> [Brief]: Scan the records below and copy every line that contains the string "when".

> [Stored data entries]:
++++++++++

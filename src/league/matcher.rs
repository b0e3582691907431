//! Master roster matching.
//!
//! Decides which known canonical player an OCR'd name refers to. OCR misreads
//! drop or alter characters but rarely reorder them, so matching is done with
//! prefix and substring tests on the normalized form.

use std::collections::HashMap;

use super::normalize::normalize;

/// Upper bound on distinct players in a league.
pub const MAX_PLAYERS: usize = 12;

/// Substring matches are only trusted for names longer than this.
const MIN_SUBSTRING_LEN: usize = 5;

/// Resolves a raw name against the roster.
///
/// Returns the canonical roster name on a match, the raw name itself when it
/// looks like a new player and the roster still has room, or an empty string
/// when the roster is full and nothing matched (the row must be dropped).
pub fn resolve(raw_name: &str, roster: &[String]) -> String {
    if roster.is_empty() {
        return raw_name.to_string();
    }

    let wanted = normalize(raw_name);

    // Later duplicates overwrite earlier ones
    let canonical_by_normalized: HashMap<String, &String> = roster
        .iter()
        .map(|name| (normalize(name), name))
        .collect();

    if !wanted.is_empty() {
        let hit = roster
            .iter()
            .map(|name| normalize(name))
            .find(|candidate| is_match(&wanted, candidate));

        if let Some(candidate) = hit {
            if let Some(canonical) = canonical_by_normalized.get(&candidate) {
                return (*canonical).clone();
            }
        }
    }

    if roster.len() < MAX_PLAYERS {
        raw_name.to_string()
    } else {
        String::new()
    }
}

/// The single match predicate, rules in order of preference.
fn is_match(wanted: &str, candidate: &str) -> bool {
    if candidate.is_empty() {
        return false;
    }

    wanted == candidate
        || wanted.starts_with(candidate)
        || candidate.starts_with(wanted)
        || (candidate.chars().count() > MIN_SUBSTRING_LEN && candidate.contains(wanted))
        || (wanted.chars().count() > MIN_SUBSTRING_LEN && wanted.contains(candidate))
}

#[cfg(test)]
mod tests {
    use super::*;

    fn roster(names: &[&str]) -> Vec<String> {
        names.iter().map(|n| n.to_string()).collect()
    }

    fn full_roster() -> Vec<String> {
        roster(&[
            "Alice", "Bob", "Carol", "Dave", "Erin", "Frank", "Grace", "Heidi", "Ivan", "Judy",
            "Mallory", "Niaj",
        ])
    }

    #[test]
    fn test_empty_roster_accepts_verbatim() {
        assert_eq!(resolve("  weird NAME ", &[]), "  weird NAME ");
    }

    #[test]
    fn test_exact_normalized_match() {
        let r = roster(&["Alice", "Bob"]);
        assert_eq!(resolve("BOB", &r), "Bob");
        assert_eq!(resolve("alice", &r), "Alice");
    }

    #[test]
    fn test_prefix_dropped_by_ocr() {
        let r = roster(&["DS-Alice"]);
        assert_eq!(resolve("alice ", &r), "DS-Alice");
    }

    #[test]
    fn test_roster_name_is_prefix_of_raw() {
        let r = roster(&["Bob"]);
        assert_eq!(resolve("Bobby", &r), "Bob");
    }

    #[test]
    fn test_raw_is_prefix_of_roster_name() {
        let r = roster(&["Christopher"]);
        assert_eq!(resolve("Chris", &r), "Christopher");
    }

    #[test]
    fn test_substring_requires_long_roster_name() {
        let r = roster(&["Maximilian"]);
        assert_eq!(resolve("ximil", &r), "Maximilian");

        // "ann" inside "joann" but the roster name is too short
        let r = roster(&["JoAnn"]);
        assert_eq!(resolve("ann", &r), "ann");
    }

    #[test]
    fn test_substring_requires_long_raw_name() {
        let r = roster(&["Zed"]);
        assert_eq!(resolve("TheZedKing", &r), "Zed");
    }

    #[test]
    fn test_first_roster_entry_wins() {
        let r = roster(&["Sam", "Samantha"]);
        assert_eq!(resolve("Samantha", &r), "Sam");
        let r = roster(&["Samantha", "Sam"]);
        assert_eq!(resolve("Samantha", &r), "Samantha");
    }

    #[test]
    fn test_normalization_collision_last_write_wins() {
        let r = roster(&["Alex", "ALEX!"]);
        assert_eq!(resolve("alex", &r), "ALEX!");
    }

    #[test]
    fn test_unknown_name_with_room_is_new_player() {
        let r = roster(&["Alice", "Bob"]);
        assert_eq!(resolve("Zoe", &r), "Zoe");
    }

    #[test]
    fn test_full_roster_rejects_unknown() {
        assert_eq!(resolve("Xq7#", &full_roster()), "");
    }

    #[test]
    fn test_full_roster_still_matches_known() {
        assert_eq!(resolve("mallory.", &full_roster()), "Mallory");
    }

    #[test]
    fn test_punctuation_only_name_never_fuzzy_matches() {
        let r = roster(&["Alice"]);
        assert_eq!(resolve("!!!", &r), "!!!");
        assert_eq!(resolve("!!!", &full_roster()), "");
    }

    #[test]
    fn test_empty_normalized_roster_entry_matches_nothing() {
        let r = roster(&["???", "Bob"]);
        assert_eq!(resolve("Alice", &r), "Alice");
        assert_eq!(resolve("Bobby", &r), "Bob");
    }

    #[test]
    fn test_deterministic() {
        let r = full_roster();
        for name in ["ali", "Bobby", "nobody", "IVAN", ""] {
            assert_eq!(resolve(name, &r), resolve(name, &r));
        }
    }
}
//! Team-level view of the ledger.

use serde::Serialize;

use super::ledger::Ledger;
use super::session::TeamConfig;
use super::shock::ShockLog;

#[derive(Debug, Clone, PartialEq, Serialize)]
pub struct TeamStanding {
    pub label: String,
    pub players: usize,
    pub total: u32,
    pub shocks: usize,
}

/// Sums player totals per configured team, matching players by the color
/// qualifier in their team label. Unassigned players count for neither team.
pub fn team_standings(ledger: &Ledger, teams: &[TeamConfig; 2], shocks: &ShockLog) -> [TeamStanding; 2] {
    teams.clone().map(|team| {
        let label = team.label();
        let members = ledger.players().iter().filter(|p| team.owns(&p.team));
        let (players, total) = members.fold((0, 0), |(n, sum), p| (n + 1, sum + p.total));
        TeamStanding {
            shocks: shocks.count_for(&label),
            label,
            players,
            total,
        }
    })
}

++++++++++

> [Answer for this exercise]:
/// Returns the canonical roster name on a match, the raw name itself when it
/// when the roster is full and nothing matched (the row must be dropped).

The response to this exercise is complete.